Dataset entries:
[Start of section]

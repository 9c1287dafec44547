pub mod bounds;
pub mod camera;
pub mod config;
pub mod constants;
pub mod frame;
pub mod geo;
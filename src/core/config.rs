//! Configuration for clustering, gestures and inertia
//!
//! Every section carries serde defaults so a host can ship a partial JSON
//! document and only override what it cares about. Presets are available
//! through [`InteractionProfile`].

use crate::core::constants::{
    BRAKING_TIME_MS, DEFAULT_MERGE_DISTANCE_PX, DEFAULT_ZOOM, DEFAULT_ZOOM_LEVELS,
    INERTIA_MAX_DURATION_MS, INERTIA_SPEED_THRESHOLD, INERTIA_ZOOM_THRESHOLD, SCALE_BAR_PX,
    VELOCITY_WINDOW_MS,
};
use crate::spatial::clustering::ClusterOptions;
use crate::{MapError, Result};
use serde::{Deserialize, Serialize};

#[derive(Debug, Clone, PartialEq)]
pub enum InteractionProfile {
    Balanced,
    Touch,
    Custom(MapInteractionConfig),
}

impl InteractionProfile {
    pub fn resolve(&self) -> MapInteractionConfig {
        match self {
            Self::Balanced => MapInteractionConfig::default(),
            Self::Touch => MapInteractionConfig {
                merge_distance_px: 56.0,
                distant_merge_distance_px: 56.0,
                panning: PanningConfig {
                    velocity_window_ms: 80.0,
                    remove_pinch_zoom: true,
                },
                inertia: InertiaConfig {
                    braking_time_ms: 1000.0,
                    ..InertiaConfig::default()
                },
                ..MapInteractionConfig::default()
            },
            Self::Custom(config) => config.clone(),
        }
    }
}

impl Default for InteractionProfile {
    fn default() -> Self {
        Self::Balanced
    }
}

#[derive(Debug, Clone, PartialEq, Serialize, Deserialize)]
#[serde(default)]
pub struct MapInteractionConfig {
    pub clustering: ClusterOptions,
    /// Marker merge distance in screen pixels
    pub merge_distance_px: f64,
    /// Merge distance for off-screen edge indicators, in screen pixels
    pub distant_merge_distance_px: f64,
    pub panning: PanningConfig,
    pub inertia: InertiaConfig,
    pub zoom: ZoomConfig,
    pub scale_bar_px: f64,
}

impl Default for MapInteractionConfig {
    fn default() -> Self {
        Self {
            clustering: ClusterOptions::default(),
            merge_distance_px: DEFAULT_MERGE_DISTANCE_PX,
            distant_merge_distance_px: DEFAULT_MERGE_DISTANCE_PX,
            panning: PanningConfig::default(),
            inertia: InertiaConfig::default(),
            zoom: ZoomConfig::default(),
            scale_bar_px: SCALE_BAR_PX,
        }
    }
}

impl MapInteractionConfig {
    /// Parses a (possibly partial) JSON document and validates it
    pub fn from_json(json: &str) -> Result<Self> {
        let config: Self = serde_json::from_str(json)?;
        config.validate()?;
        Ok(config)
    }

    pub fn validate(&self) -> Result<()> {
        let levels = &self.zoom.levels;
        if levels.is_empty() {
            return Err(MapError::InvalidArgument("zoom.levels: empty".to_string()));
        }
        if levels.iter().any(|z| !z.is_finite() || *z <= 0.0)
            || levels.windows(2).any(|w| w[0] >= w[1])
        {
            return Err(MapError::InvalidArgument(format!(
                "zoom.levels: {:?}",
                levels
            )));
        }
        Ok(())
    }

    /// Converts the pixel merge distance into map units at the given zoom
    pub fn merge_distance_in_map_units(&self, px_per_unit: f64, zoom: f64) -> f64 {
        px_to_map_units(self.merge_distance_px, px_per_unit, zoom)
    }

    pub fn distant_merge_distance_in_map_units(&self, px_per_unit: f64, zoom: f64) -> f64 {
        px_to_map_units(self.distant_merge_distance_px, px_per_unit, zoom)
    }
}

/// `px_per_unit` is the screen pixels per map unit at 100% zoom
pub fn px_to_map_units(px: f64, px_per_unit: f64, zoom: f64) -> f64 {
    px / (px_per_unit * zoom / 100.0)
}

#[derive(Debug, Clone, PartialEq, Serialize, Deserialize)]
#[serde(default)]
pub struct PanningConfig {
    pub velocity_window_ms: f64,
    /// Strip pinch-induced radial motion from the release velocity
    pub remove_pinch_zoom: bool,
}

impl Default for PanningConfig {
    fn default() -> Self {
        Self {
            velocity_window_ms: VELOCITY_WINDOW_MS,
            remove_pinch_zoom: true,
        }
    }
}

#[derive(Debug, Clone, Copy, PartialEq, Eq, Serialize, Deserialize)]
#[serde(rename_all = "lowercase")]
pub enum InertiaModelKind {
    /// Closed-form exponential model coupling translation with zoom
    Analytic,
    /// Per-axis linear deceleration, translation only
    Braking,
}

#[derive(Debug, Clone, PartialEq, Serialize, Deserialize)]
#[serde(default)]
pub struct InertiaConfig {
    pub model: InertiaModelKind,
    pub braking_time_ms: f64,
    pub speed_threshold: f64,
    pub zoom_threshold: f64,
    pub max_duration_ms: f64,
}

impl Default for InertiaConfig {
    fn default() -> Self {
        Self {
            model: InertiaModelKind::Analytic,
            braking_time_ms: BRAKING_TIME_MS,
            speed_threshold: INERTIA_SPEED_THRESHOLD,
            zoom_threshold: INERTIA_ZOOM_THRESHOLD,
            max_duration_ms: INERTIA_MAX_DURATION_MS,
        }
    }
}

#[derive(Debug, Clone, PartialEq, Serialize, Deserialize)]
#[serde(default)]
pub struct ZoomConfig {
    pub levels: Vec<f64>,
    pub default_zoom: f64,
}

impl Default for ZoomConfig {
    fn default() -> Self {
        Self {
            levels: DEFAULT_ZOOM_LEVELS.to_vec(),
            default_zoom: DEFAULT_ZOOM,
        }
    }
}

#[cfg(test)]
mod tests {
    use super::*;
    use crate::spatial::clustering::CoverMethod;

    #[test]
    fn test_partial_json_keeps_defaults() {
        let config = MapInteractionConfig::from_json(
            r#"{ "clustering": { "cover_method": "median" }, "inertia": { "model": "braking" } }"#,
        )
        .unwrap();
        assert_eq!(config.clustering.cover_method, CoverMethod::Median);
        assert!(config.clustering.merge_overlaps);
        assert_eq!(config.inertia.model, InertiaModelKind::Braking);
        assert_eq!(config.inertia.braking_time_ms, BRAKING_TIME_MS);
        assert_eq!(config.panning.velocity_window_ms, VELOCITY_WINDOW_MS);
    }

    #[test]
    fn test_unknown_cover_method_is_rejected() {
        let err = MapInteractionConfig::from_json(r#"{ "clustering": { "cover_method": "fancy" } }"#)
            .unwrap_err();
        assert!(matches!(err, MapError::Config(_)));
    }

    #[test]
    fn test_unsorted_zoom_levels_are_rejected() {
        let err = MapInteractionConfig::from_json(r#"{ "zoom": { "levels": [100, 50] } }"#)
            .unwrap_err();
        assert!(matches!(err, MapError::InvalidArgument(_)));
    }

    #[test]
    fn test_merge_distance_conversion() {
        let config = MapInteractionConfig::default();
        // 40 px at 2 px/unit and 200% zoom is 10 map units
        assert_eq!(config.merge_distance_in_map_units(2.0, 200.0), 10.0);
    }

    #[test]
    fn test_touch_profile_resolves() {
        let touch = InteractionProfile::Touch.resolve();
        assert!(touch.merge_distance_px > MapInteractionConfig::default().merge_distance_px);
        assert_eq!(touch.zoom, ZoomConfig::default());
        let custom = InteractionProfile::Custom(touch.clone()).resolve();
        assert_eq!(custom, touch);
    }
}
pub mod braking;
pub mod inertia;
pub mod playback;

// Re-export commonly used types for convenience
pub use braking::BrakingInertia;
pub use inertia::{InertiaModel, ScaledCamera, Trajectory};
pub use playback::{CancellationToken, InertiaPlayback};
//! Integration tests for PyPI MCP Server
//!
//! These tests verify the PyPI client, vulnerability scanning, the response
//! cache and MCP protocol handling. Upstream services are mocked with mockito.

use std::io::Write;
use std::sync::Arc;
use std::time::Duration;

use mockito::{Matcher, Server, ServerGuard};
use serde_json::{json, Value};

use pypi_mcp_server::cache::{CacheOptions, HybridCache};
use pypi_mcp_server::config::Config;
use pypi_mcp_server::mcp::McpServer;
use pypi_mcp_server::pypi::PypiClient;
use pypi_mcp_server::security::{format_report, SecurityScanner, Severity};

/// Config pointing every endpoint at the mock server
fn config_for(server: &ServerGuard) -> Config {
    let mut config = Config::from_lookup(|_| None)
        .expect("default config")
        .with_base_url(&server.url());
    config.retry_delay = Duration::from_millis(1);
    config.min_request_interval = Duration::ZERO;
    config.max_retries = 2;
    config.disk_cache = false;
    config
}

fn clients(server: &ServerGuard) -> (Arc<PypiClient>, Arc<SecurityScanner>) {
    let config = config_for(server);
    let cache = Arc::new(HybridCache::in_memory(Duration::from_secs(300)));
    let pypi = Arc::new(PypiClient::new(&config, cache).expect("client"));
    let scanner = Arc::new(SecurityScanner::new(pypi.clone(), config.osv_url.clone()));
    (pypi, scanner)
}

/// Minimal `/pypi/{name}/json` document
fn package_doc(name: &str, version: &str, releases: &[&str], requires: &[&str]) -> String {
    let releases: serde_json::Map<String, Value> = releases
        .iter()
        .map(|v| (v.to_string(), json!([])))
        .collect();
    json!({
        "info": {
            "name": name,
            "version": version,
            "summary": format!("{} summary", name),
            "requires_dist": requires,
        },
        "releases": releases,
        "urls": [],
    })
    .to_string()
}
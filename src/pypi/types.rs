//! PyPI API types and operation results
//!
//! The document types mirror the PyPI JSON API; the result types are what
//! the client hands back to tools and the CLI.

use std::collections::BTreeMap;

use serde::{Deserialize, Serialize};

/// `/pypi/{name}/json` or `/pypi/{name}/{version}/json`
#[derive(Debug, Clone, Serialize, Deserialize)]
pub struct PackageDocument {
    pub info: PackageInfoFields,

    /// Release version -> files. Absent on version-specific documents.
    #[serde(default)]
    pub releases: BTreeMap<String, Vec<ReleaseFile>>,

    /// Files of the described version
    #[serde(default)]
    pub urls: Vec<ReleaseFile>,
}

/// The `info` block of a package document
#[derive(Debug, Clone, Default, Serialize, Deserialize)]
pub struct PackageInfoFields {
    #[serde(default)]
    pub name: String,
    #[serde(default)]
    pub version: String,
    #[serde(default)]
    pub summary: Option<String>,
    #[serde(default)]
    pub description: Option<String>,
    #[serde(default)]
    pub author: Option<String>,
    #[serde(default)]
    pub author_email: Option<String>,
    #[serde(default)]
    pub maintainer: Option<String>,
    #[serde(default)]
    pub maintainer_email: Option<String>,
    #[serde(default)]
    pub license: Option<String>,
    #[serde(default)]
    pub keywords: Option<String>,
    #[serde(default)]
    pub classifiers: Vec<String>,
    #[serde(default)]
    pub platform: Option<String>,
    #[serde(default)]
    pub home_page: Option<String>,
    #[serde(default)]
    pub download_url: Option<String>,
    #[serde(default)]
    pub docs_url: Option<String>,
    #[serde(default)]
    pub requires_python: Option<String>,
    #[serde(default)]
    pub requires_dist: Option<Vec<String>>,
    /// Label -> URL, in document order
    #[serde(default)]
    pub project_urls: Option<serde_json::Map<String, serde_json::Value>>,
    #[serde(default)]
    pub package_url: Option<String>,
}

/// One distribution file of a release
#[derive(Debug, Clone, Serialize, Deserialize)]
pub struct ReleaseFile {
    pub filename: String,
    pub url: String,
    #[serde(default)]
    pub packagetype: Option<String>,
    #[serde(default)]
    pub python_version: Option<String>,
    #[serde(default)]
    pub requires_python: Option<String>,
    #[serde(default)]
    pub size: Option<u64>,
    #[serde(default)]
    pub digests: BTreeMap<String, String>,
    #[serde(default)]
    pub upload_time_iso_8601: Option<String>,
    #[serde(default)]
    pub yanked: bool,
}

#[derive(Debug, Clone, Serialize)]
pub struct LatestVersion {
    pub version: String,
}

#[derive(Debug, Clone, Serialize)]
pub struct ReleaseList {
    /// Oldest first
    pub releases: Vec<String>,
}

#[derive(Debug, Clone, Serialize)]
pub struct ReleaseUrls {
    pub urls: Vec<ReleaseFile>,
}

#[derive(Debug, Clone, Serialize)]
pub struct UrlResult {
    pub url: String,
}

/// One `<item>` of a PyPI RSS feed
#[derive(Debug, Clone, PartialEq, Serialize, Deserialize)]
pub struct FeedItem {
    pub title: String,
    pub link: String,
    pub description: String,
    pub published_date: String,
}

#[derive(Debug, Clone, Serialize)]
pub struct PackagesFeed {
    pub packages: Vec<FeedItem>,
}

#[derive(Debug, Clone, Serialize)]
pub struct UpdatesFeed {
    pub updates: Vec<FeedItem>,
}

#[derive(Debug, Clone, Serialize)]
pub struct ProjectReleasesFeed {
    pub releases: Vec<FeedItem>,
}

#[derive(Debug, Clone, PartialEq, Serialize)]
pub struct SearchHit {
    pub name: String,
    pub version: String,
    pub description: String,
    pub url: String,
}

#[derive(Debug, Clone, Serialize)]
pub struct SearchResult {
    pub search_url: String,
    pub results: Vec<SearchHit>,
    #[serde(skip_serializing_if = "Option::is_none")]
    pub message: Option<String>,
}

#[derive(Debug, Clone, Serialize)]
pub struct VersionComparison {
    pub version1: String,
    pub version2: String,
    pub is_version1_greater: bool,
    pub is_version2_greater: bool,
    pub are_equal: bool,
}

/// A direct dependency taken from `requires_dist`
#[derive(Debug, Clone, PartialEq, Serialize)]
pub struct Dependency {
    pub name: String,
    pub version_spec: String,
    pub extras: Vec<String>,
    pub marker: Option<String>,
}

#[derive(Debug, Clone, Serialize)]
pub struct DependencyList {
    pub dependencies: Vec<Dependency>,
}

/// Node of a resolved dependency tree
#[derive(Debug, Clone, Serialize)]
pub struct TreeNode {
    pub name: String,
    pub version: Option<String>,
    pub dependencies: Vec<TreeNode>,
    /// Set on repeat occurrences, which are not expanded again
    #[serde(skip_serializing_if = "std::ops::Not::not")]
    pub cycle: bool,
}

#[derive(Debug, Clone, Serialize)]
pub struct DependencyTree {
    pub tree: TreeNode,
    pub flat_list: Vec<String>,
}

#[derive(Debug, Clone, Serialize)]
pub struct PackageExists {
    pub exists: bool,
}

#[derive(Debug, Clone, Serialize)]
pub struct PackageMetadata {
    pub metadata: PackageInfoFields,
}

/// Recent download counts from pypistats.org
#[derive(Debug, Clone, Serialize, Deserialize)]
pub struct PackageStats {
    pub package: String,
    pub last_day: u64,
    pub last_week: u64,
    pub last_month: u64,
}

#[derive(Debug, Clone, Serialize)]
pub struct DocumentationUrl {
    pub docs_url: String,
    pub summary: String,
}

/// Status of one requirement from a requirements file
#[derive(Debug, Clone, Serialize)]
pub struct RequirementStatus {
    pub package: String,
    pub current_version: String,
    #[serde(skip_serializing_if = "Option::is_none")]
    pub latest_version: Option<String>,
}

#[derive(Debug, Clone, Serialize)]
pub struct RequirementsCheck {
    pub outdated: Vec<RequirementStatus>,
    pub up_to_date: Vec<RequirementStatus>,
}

[End of section]

Aim of the task: From the data above, copy every line where "return" appears.

Result:
            return Err(MapError::InvalidArgument("zoom.levels: empty".to_string()));
            return Err(MapError::InvalidArgument(format!(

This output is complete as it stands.